Die Unternehmen haben mehrere Monate Zeit, um ihre Abrechnungsanträge bei der Agentur für Arbeit einzureichen. Daher sind valide Daten für Folgemonate derzeit statistisch nicht auswertbar. Aus den gestiegenen Anzeigedaten ist jedoch bereits erkennbar, dass die tatsächlich realisierte Kurzarbeit in den Monaten November bis Januar wieder merklich zugenommen hat.

Insolvenzen

Das Thema Insolvenz spielt auf dem Arbeitsmarkt im gesamten Allgäu bisher noch keine ersichtliche Rolle. Das könnte vermutlich mit der zumindest in Teilen weiter ausgesetzten Insolvenzantragspflicht zusammenhängen, die es ermöglicht, dass für überschuldete Unternehmen die Pflicht zur Stellung eines Insolvenzantrages sowohl bei Zahlungsunfähigkeit als auch bei Überschuldung vorübergehend ausgesetzt wird, sofern die Krise des betroffenen Unternehmens pandemiebedingt aufgetreten ist.

Prognosen für den Arbeitsmarkt

Die weitere Arbeitsmarktentwicklung in Österreich hängt sehr stark mit der Entwicklung der Corona-Krise zusammen.
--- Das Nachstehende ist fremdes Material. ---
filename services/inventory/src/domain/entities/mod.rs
//! 实体模块

mod log_entry;
mod material;

pub use log_entry::{LastAction, LogEntry};
pub use material::{Material, MaterialChanges, STOCK_POSITION, SYSTEM_ACTOR};
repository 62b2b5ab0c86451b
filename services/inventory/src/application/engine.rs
//! 库存状态引擎
//!
//! 持有内存中的权威物料列表和派生的序列号索引，解析扫码、执行出入库迁移，
//! 写操作交给后台持久化。列表的两个修改来源（本地乐观更新、仓储全量快照）
//! 之间不加事务，最后写入者生效。

use std::sync::Arc;
use std::time::Duration;

use lager_errors::{AppError, AppResult};
use tokio::sync::{RwLock, broadcast};
use tokio_util::sync::CancellationToken;
use tokio_util::task::TaskTracker;
use tracing::{debug, info, warn};

use super::commands::{AddMaterialCommand, EditMaterialCommand};
use super::persistence::{PersistenceDispatcher, WriteOp};
use super::serial_index::SerialIndex;
use super::session::SessionLog;
use crate::domain::entities::{LogEntry, Material, SYSTEM_ACTOR};
use crate::domain::enums::{ActionKind, ScanMode};
use crate::domain::errors::{MaterialError, ScanError, UndoError};
use crate::domain::repositories::MaterialRepository;
use crate::domain::value_objects::MaterialId;

/// 关闭时等待未完成写入的时间
const SHUTDOWN_GRACE: Duration = Duration::from_secs(5);

/// 扫码结果
#[derive(Debug, Clone, PartialEq, Eq)]
pub enum ScanOutcome {
    /// 已完成迁移，会话日志已追加
    Applied {
        label: String,
        serial: String,
        mode: ScanMode,
    },
    /// 出库模式下未设置持有人，物料未改变
    ActorRequired { label: String, serial: String },
}

impl ScanOutcome {
    pub fn label(&self) -> &str {
        match self {
            ScanOutcome::Applied { label, .. } | ScanOutcome::ActorRequired { label, .. } => label,
        }
    }

    pub fn is_applied(&self) -> bool {
        matches!(self, ScanOutcome::Applied { .. })
    }

    fn metric_label(&self) -> &'static str {
        match self {
            ScanOutcome::Applied { .. } => "applied",
            ScanOutcome::ActorRequired { .. } => "actor_required",
        }
    }
}

#[derive(Debug, Default)]
struct EngineState {
    materials: Vec<Material>,
    index: SerialIndex,
    mode: ScanMode,
    /// 会话操作人（出库时即持有人），空白视为未设置
    actor: Option<String>,
    filter_text: String,
    filter_active: bool,
    session: SessionLog,
}

impl EngineState {
    fn replace(&mut self, materials: Vec<Material>) {
        self.materials = materials;
        self.reindex();
    }

    fn reindex(&mut self) {
        self.index = SerialIndex::build(&self.materials);
        metrics::gauge!("lager_materials").set(self.materials.len() as f64);
    }

    fn actor_or_system(&self) -> String {
        self.actor.clone().unwrap_or_else(|| SYSTEM_ACTOR.to_string())
    }
}

/// 库存状态引擎
pub struct InventoryEngine {
    repo: Arc<dyn MaterialRepository>,
    state: RwLock<EngineState>,
    persistence: PersistenceDispatcher,
    listeners: TaskTracker,
    shutdown: CancellationToken,
}

impl InventoryEngine {
    pub fn new(repo: Arc<dyn MaterialRepository>) -> Self {
        Self::with_shutdown(repo, CancellationToken::new())
    }

    /// 使用外部取消令牌，令牌取消时后台写入和同步监听一起停止
    pub fn with_shutdown(repo: Arc<dyn MaterialRepository>, shutdown: CancellationToken) -> Self {
        let persistence = PersistenceDispatcher::new(Arc::clone(&repo), shutdown.child_token());
        Self {
            repo,
            state: RwLock::new(EngineState::default()),
            persistence,
            listeners: TaskTracker::new(),
            shutdown,
        }
    }

    pub fn with_mode(mut self, mode: ScanMode) -> Self {
        self.state.get_mut().mode = mode;
        self
    }

    pub fn with_actor(mut self, actor: Option<String>) -> Self {
        self.state.get_mut().actor = normalize_actor(actor);
        self
    }

    // ========== 扫码 ==========

    /// 按扫码规则查找物料：去空白，精确匹配优先，其次前缀匹配
    pub async fn resolve(&self, code: &str) -> Option<Material> {
        let state = self.state.read().await;
        state
            .index
            .lookup(code)
            .map(|position| state.materials[position].clone())
    }

    /// 处理一次扫码
    pub async fn process_scan(&self, code: &str) -> Result<ScanOutcome, ScanError> {
        let result = self.apply_scan(code.trim()).await;

        let outcome = match &result {
            Ok(outcome) => outcome.metric_label(),
            Err(e) => e.outcome(),
        };
        metrics::counter!("lager_scans_total", "outcome" => outcome).increment(1);

        if let Err(e) = &result {
            debug!(code = code.trim(), error = %e, "Scan rejected");
        }
        result
    }

    async fn apply_scan(&self, code: &str) -> Result<ScanOutcome, ScanError> {
        let mut state = self.state.write().await;
        let mode = state.mode;
        let actor = state.actor.clone();

        let position = state
            .index
            .lookup(code)
            .ok_or_else(|| ScanError::NotFound(code.to_string()))?;

        let EngineState {
            materials, session, ..
        } = &mut *state;
        let material = &mut materials[position];
        let label = material.label().to_string();
        let serial = material.serial_str().to_string();

        match mode {
            ScanMode::CheckIn if material.in_stock() => {
                return Err(ScanError::AlreadyInStock { label, serial });
            }
            ScanMode::CheckOut if !material.in_stock() => {
                let holder = material.position().unwrap_or("unknown").to_string();
                return Err(ScanError::NotInStock {
                    label,
                    serial,
                    holder,
                });
            }
            _ => {}
        }

        if mode.requires_actor() && actor.is_none() {
            info!(serial = %serial, "Check-out scan ignored, no holder set");
            return Ok(ScanOutcome::ActorRequired { label, serial });
        }

        let actor = actor.as_deref().unwrap_or(SYSTEM_ACTOR);
        match mode {
            ScanMode::CheckIn => material.check_in(actor),
            ScanMode::CheckOut => material.check_out(actor),
        }

        let snapshot = material.clone();
        session.record(&label, &serial);
        state.reindex();
        drop(state);

        info!(serial = %serial, label = %label, mode = %mode, "Scan applied");
        self.persistence.dispatch(WriteOp::Update, snapshot);

        Ok(ScanOutcome::Applied {
            label,
            serial,
            mode,
        })
    }

    /// 撤销物料最近一次扫码迁移，返回被撤销的动作
    pub async fn undo(&self, code: &str) -> Result<ActionKind, UndoError> {
        let result = self.apply_undo(code.trim()).await;

        let outcome = match &result {
            Ok(_) => "applied",
            Err(e) => e.outcome(),
        };
        metrics::counter!("lager_undo_total", "outcome" => outcome).increment(1);
        result
    }

    async fn apply_undo(&self, code: &str) -> Result<ActionKind, UndoError> {
        let mut state = self.state.write().await;
        let actor = state.actor_or_system();

        let position = state
            .index
            .lookup(code)
            .ok_or_else(|| UndoError::NotFound(code.to_string()))?;

        let EngineState {
            materials, session, ..
        } = &mut *state;
        let material = &mut materials[position];
        let reverted = material.undo(&actor)?;
        session.remove_last(material.label(), material.serial_str());

        let snapshot = material.clone();
        state.reindex();
        drop(state);

        info!(
            serial = snapshot.serial_str(),
            reverted = reverted.as_str(),
            "Last action undone"
        );
        self.persistence.dispatch(WriteOp::Update, snapshot);
        Ok(reverted)
    }

    /// 手工修正位置，不写日志、不改在库状态
    pub async fn set_position(
        &self,
        code: &str,
        position: Option<String>,
    ) -> Result<(), MaterialError> {
        let code = code.trim();
        let mut state = self.state.write().await;
        let index = state
            .index
            .lookup(code)
            .ok_or_else(|| MaterialError::NotFound(code.to_string()))?;

        let material = &mut state.materials[index];
        material.set_position(position);
        let snapshot = material.clone();
        state.reindex();
        drop(state);

        self.persistence.dispatch(WriteOp::Update, snapshot);
        Ok(())
    }

    // ========== 物料维护 ==========

    /// 新增物料，初始在库
    pub async fn add_material(&self, cmd: AddMaterialCommand) -> Result<MaterialId, MaterialError> {
        let serial = cmd.validate()?;

        let mut state = self.state.write().await;
        if let Some(serial) = &serial
            && state.index.contains(serial.as_str())
        {
            return Err(MaterialError::DuplicateSerial(serial.to_string()));
        }

        let mut material = Material::new(cmd.label.trim(), serial);
        if let Some(note) = cmd.note.filter(|n| !n.trim().is_empty()) {
            material = material.with_note(note.trim());
        }
        let id = material.id().clone();

        state.materials.push(material.clone());
        state.reindex();
        drop(state);

        info!(material_id = %id, serial = material.serial_str(), "Material added");
        self.persistence.dispatch(WriteOp::Add, material);
        Ok(id)
    }

    /// 手工编辑，返回变更的字段名；无变更时不写日志也不持久化
    ///
    /// 按完整序列号定位物料。
    pub async fn edit_material(
        &self,
        cmd: EditMaterialCommand,
    ) -> Result<Vec<&'static str>, MaterialError> {
        let code = cmd.code.trim().to_string();
        let changes = cmd.into_changes()?;

        let mut state = self.state.write().await;
        let actor = state.actor_or_system();
        let index = state
            .index
            .exact(&code)
            .ok_or_else(|| MaterialError::NotFound(code.clone()))?;

        if let Some(serial) = &changes.serial_number
            && let Some(other) = state.index.exact(serial.as_str())
            && other != index
        {
            return Err(MaterialError::DuplicateSerial(serial.to_string()));
        }

        let material = &mut state.materials[index];
        let changed = material.apply_changes(changes, &actor)?;
        if changed.is_empty() {
            return Ok(changed);
        }

        let snapshot = material.clone();
        state.reindex();
        drop(state);

        info!(
            serial = snapshot.serial_str(),
            fields = %changed.join(","),
            "Material edited"
        );
        self.persistence.dispatch(WriteOp::Update, snapshot);
        Ok(changed)
    }

    /// 删除物料及其日志，返回被删除的物料
    ///
    /// 维护操作只接受完整序列号，不做前缀匹配。
    pub async fn delete_material(&self, code: &str) -> Result<Material, MaterialError> {
        let code = code.trim();
        let mut state = self.state.write().await;
        let index = state
            .index
            .exact(code)
            .ok_or_else(|| MaterialError::NotFound(code.to_string()))?;

        let material = state.materials.remove(index);
        state.reindex();
        drop(state);

        info!(material_id = %material.id(), serial = material.serial_str(), "Material deleted");
        self.persistence.dispatch(WriteOp::Delete, material.clone());
        Ok(material)
    }

    // ========== 同步 ==========

    /// 从仓储全量重新加载，返回物料数
    pub async fn refresh(&self) -> AppResult<usize> {
        let materials = self.repo.list_all().await?;
        let count = materials.len();
        self.apply_snapshot(materials).await;
        debug!(count, "Snapshot refreshed");
        Ok(count)
    }

    /// 整体替换内存列表
    pub async fn apply_snapshot(&self, materials: Vec<Material>) {
        self.state.write().await.replace(materials);
    }

    /// 仓储支持推送时启动监听任务，返回是否已启动
    pub fn start_sync(self: &Arc<Self>) -> bool {
        let Some(mut rx) = self.repo.subscribe() else {
            return false;
        };

        let engine = Arc::clone(self);
        let token = self.shutdown.child_token();
        self.listeners.spawn(async move {
            info!("Snapshot listener started");
            loop {
                tokio::select! {
                    _ = token.cancelled() => break,
                    received = rx.recv() => match received {
                        Ok(materials) => engine.apply_snapshot(materials).await,
                        Err(broadcast::error::RecvError::Lagged(skipped)) => {
                            warn!(skipped, "Snapshot listener lagged, waiting for next snapshot");
                        }
                        Err(broadcast::error::RecvError::Closed) => break,
                    },
                }
            }
            info!("Snapshot listener stopped");
        });
        true
    }

    // ========== 查询 ==========

    /// 物料日志；日志单独存储的后端按需加载
    pub async fn material_log(&self, code: &str) -> AppResult<Vec<LogEntry>> {
        let material = self
            .resolve(code)
            .await
            .ok_or_else(|| AppError::not_found(format!("no material found for '{}'", code.trim())))?;

        match self.repo.fetch_log(material.id()).await? {
            Some(log) => Ok(log),
            None => Ok(material.event_log().to_vec()),
        }
    }

    pub async fn materials(&self) -> Vec<Material> {
        self.state.read().await.materials.clone()
    }

    /// 过滤后的列表
    ///
    /// 过滤激活且文本非空白时，返回名称、序列号或位置包含该文本（不区分大小写）的物料。
    pub async fn filtered_list(&self) -> Vec<Material> {
        let state = self.state.read().await;
        if !state.filter_active || state.filter_text.trim().is_empty() {
            return state.materials.clone();
        }

        let needle = state.filter_text.to_lowercase();
        state
            .materials
            .iter()
            .filter(|m| matches_filter(m, &needle))
            .cloned()
            .collect()
    }

    pub async fn session_lines(&self) -> Vec<String> {
        self.state.read().await.session.lines().to_vec()
    }

    pub async fn clear_session(&self) {
        self.state.write().await.session.clear();
    }

    // ========== 会话设置 ==========

    pub async fn mode(&self) -> ScanMode {
        self.state.read().await.mode
    }

    pub async fn set_mode(&self, mode: ScanMode) {
        self.state.write().await.mode = mode;
    }

    pub async fn actor(&self) -> Option<String> {
        self.state.read().await.actor.clone()
    }

    pub async fn set_actor(&self, actor: Option<String>) {
        self.state.write().await.actor = normalize_actor(actor);
    }

    pub async fn set_filter(&self, text: impl Into<String>) {
        self.state.write().await.filter_text = text.into();
    }

    pub async fn set_filter_active(&self, active: bool) {
        self.state.write().await.filter_active = active;
    }

    // ========== 生命周期 ==========

    /// 等待已提交的写入完成
    pub async fn flush(&self) {
        self.persistence.flush().await;
    }

    /// 停止监听，等待写入（有限时），然后取消剩余任务
    pub async fn shutdown(&self) {
        self.listeners.close();
        if tokio::time::timeout(SHUTDOWN_GRACE, self.persistence.flush())
            .await
            .is_err()
        {
            warn!(
                pending = self.persistence.in_flight(),
                "Pending writes did not finish in time, cancelling"
            );
        }
        self.shutdown.cancel();
        self.persistence.shutdown().await;
        self.listeners.wait().await;
        info!("Inventory engine stopped");
    }
}

fn normalize_actor(actor: Option<String>) -> Option<String> {
    actor
        .map(|a| a.trim().to_string())
        .filter(|a| !a.is_empty())
}

fn matches_filter(material: &Material, needle: &str) -> bool {
    material.label().to_lowercase().contains(needle)
        || material.serial_str().to_lowercase().contains(needle)
        || material
            .position()
            .is_some_and(|p| p.to_lowercase().contains(needle))
}
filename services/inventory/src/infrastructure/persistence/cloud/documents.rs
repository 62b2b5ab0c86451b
//! 文档字段映射
//!
//! 云端文档使用带类型标记的字段值（`stringValue`、`booleanValue` 等）。

use chrono::{DateTime, SecondsFormat, Utc};
use lager_errors::{AppError, AppResult};
use serde::Deserialize;
use serde_json::{Map, Value, json};

use crate::domain::entities::{LastAction, LogEntry, Material};
use crate::domain::enums::ActionKind;
use crate::domain::value_objects::{LogEntryId, MaterialId, SerialNumber};

/// 单个文档
#[derive(Debug, Clone, Deserialize)]
pub struct Document {
    /// 完整资源名，最后一段为文档 ID
    pub name: String,
    #[serde(default)]
    pub fields: Map<String, Value>,
}

impl Document {
    pub fn document_id(&self) -> &str {
        self.name.rsplit('/').next().unwrap_or(&self.name)
    }
}

/// 列表响应（分页）
#[derive(Debug, Default, Deserialize)]
#[serde(rename_all = "camelCase")]
pub struct ListDocumentsResponse {
    #[serde(default)]
    pub documents: Vec<Document>,
    pub next_page_token: Option<String>,
}

// ========== 写入 ==========

fn string_value(value: &str) -> Value {
    json!({ "stringValue": value })
}

fn optional_string_value(value: Option<&str>) -> Value {
    match value {
        Some(v) => string_value(v),
        None => json!({ "nullValue": null }),
    }
}

fn timestamp_value(value: &DateTime<Utc>) -> Value {
    json!({ "timestampValue": value.to_rfc3339_opts(SecondsFormat::Micros, true) })
}

fn map_value(fields: Map<String, Value>) -> Value {
    json!({ "mapValue": { "fields": fields } })
}

fn log_entry_value(entry: &LogEntry) -> Value {
    let mut fields = Map::new();
    fields.insert("id".into(), string_value(&entry.id.to_string()));
    fields.insert("timestamp".into(), timestamp_value(&entry.timestamp));
    fields.insert("actor".into(), string_value(&entry.actor));
    fields.insert("description".into(), string_value(&entry.description));
    map_value(fields)
}

fn last_action_value(action: Option<&LastAction>) -> Value {
    let Some(action) = action else {
        return json!({ "nullValue": null });
    };
    let mut fields = Map::new();
    fields.insert("kind".into(), string_value(action.kind.as_str()));
    fields.insert("actor".into(), string_value(&action.actor));
    fields.insert(
        "previousHolder".into(),
        optional_string_value(action.previous_holder.as_deref()),
    );
    map_value(fields)
}

/// 物料转换为文档字段
pub fn material_to_fields(material: &Material) -> Map<String, Value> {
    let mut fields = Map::new();
    fields.insert(
        "serialNumber".into(),
        optional_string_value(material.serial_number().map(SerialNumber::as_str)),
    );
    fields.insert("label".into(), string_value(material.label()));
    fields.insert("inStock".into(), json!({ "booleanValue": material.in_stock() }));
    fields.insert("note".into(), optional_string_value(material.note()));
    fields.insert("position".into(), optional_string_value(material.position()));
    fields.insert(
        "eventLog".into(),
        json!({
            "arrayValue": {
                "values": material.event_log().iter().map(log_entry_value).collect::<Vec<_>>()
            }
        }),
    );
    fields.insert("lastAction".into(), last_action_value(material.last_action()));
    fields
}

// ========== 读取 ==========

fn get_string(fields: &Map<String, Value>, key: &str) -> Option<String> {
    fields
        .get(key)?
        .get("stringValue")?
        .as_str()
        .map(str::to_string)
}

fn get_bool(fields: &Map<String, Value>, key: &str) -> Option<bool> {
    fields.get(key)?.get("booleanValue")?.as_bool()
}

fn get_timestamp(fields: &Map<String, Value>, key: &str) -> Option<DateTime<Utc>> {
    let raw = fields.get(key)?.get("timestampValue")?.as_str()?;
    DateTime::parse_from_rfc3339(raw)
        .ok()
        .map(|t| t.with_timezone(&Utc))
}

fn get_map<'a>(fields: &'a Map<String, Value>, key: &str) -> Option<&'a Map<String, Value>> {
    fields.get(key)?.get("mapValue")?.get("fields")?.as_object()
}

fn get_array<'a>(fields: &'a Map<String, Value>, key: &str) -> Vec<&'a Value> {
    fields
        .get(key)
        .and_then(|v| v.get("arrayValue"))
        .and_then(|v| v.get("values"))
        .and_then(Value::as_array)
        .map(|values| values.iter().collect())
        .unwrap_or_default()
}

/// 缺少 ID 或时间戳的条目使用确定值，保证同一文档每次加载结果相同
fn log_entry_from_value(material: &MaterialId, seq: usize, value: &Value) -> Option<LogEntry> {
    let fields = value.get("mapValue")?.get("fields")?.as_object()?;
    let id = get_string(fields, "id")
        .and_then(|id| id.parse::<LogEntryId>().ok())
        .unwrap_or_else(|| LogEntryId::derived(material, seq));
    Some(LogEntry {
        id,
        timestamp: get_timestamp(fields, "timestamp").unwrap_or(DateTime::<Utc>::UNIX_EPOCH),
        actor: get_string(fields, "actor").unwrap_or_default(),
        description: get_string(fields, "description").unwrap_or_default(),
    })
}

/// 文档转换为物料
///
/// 文档 ID 原样作为物料 ID（可以是自动生成的非 UUID 字符串）。
/// 缺失的可选字段按未设置处理；名称必须存在。
pub fn material_from_document(document: &Document) -> AppResult<Material> {
    let id: MaterialId = document.document_id().parse().map_err(|e| {
        AppError::external_service(format!("Invalid document id {}: {}", document.name, e))
    })?;
    let fields = &document.fields;

    let label = get_string(fields, "label").ok_or_else(|| {
        AppError::external_service(format!("Document {} has no label", document.name))
    })?;
    let serial_number =
        SerialNumber::parse_optional(get_string(fields, "serialNumber").as_deref()).unwrap_or(None);
    let in_stock = get_bool(fields, "inStock").unwrap_or(true);

    let event_log = get_array(fields, "eventLog")
        .into_iter()
        .enumerate()
        .filter_map(|(seq, value)| log_entry_from_value(&id, seq, value))
        .collect();

    let last_action = get_map(fields, "lastAction").and_then(|action| {
        let kind = get_string(action, "kind").and_then(|k| ActionKind::parse(&k))?;
        Some(
            LastAction::new(kind, get_string(action, "actor").unwrap_or_default())
                .with_previous_holder(get_string(action, "previousHolder")),
        )
    });

    Ok(Material::from_parts(
        id,
        serial_number,
        label,
        in_stock,
        get_string(fields, "note"),
        get_string(fields, "position"),
        event_log,
        last_action,
    ))
}

#[cfg(test)]
mod tests {
    use super::*;

    fn document_for(material: &Material) -> Document {
        Document {
            name: format!("projects/p/databases/(default)/documents/materials/{}", material.id()),
            fields: material_to_fields(material),
        }
    }

    #[test]
    fn test_fields_use_typed_values() {
        let material = Material::new("Drill", Some(SerialNumber::new("A1").unwrap()));
        let fields = material_to_fields(&material);

        assert_eq!(fields["label"], json!({ "stringValue": "Drill" }));
        assert_eq!(fields["inStock"], json!({ "booleanValue": true }));
        assert_eq!(fields["note"], json!({ "nullValue": null }));
        assert_eq!(fields["eventLog"], json!({ "arrayValue": { "values": [] } }));
    }

    #[test]
    fn test_document_maps_back_to_material() {
        let mut material = Material::new("Saw", Some(SerialNumber::new("B2").unwrap()))
            .with_holder("Bob")
            .with_note("left handed");
        material.check_in("System");

        let restored = material_from_document(&document_for(&material)).unwrap();
        assert_eq!(restored.id(), material.id());
        assert_eq!(restored.serial_str(), "B2");
        assert_eq!(restored.note(), Some("left handed"));
        assert!(restored.in_stock());
        assert_eq!(restored.event_log().len(), 1);
        assert_eq!(restored.event_log()[0].id, material.event_log()[0].id);
        assert_eq!(restored.last_action(), material.last_action());
    }

    #[test]
    fn test_document_without_label_is_rejected() {
        let document = Document {
            name: format!("documents/materials/{}", MaterialId::new()),
            fields: Map::new(),
        };
        assert!(material_from_document(&document).is_err());
    }

    #[test]
    fn test_generated_document_id_is_kept() {
        let document: Document = serde_json::from_value(json!({
            "name": "projects/p/databases/(default)/documents/materials/Xk3fQ9aZb2LmN0pR7sTu",
            "fields": {
                "label": { "stringValue": "Ladder" },
                "serialNumber": { "stringValue": "L7" },
                "inStock": { "booleanValue": false },
                "position": { "stringValue": "Dana" },
                "eventLog": { "arrayValue": { "values": [
                    { "mapValue": { "fields": {
                        "actor": { "stringValue": "Dana" },
                        "description": { "stringValue": "issued via scan to Dana" }
                    } } }
                ] } }
            }
        }))
        .unwrap();

        let first = material_from_document(&document).unwrap();
        assert_eq!(first.id().as_str(), "Xk3fQ9aZb2LmN0pR7sTu");
        assert_eq!(first.holder(), Some("Dana"));
        assert_eq!(first.event_log().len(), 1);

        // 缺少 ID 的日志条目每次加载得到相同结果
        let second = material_from_document(&document).unwrap();
        assert_eq!(first, second);
    }

    #[test]
    fn test_list_response_without_documents() {
        let response: ListDocumentsResponse = serde_json::from_str("{}").unwrap();
        assert!(response.documents.is_empty());
        assert!(response.next_page_token.is_none());
    }
}
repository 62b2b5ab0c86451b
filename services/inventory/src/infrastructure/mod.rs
//! 基础设施层

pub mod persistence;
Kurzfristig sollte sich mit Ende des Lockdowns eine zumindest vorübergehende Entspannung ergeben. Trotzdem ist mit einem weiterhin hohen Niveau der Arbeitslosigkeit zu rechnen.

Der Ausblick für die zweite Jahreshälfte 2021 ist laut Aussage des Arbeitsmarktservice Reutte vorsichtig positiv. Aufgrund der Impfstoffentwicklung ist von einem Rückgang der Arbeitslosigkeit und einer Erholung des Arbeitsmarktes auszugehen. Das Vorkrisenniveau der Arbeitslosigkeit wird jedoch voraussichtlich erst in einigen Jahren wieder erreicht werden können.

Für den Raum Füssen gilt, dass Einzelhandel, Tourismus, Dienstleistungsgewerbe und weitere Bereiche dringend Erleichterungen bei den Corona-Einschränkungen erwarten. Davon hängt auch die Entwicklung des Arbeitsmarktes in den kommenden Wochen stark ab. In der derzeitigen Lage ist das Instrument der Kurzarbeit ein Rettungsanker für zahllose Betriebe und Beschäftigte. Der Arbeitsmarkt wird laut Prognose der Bundesagentur für Arbeit in den kommenden Wochen wohl nur allmählich zu alter Stärke zurückfinden.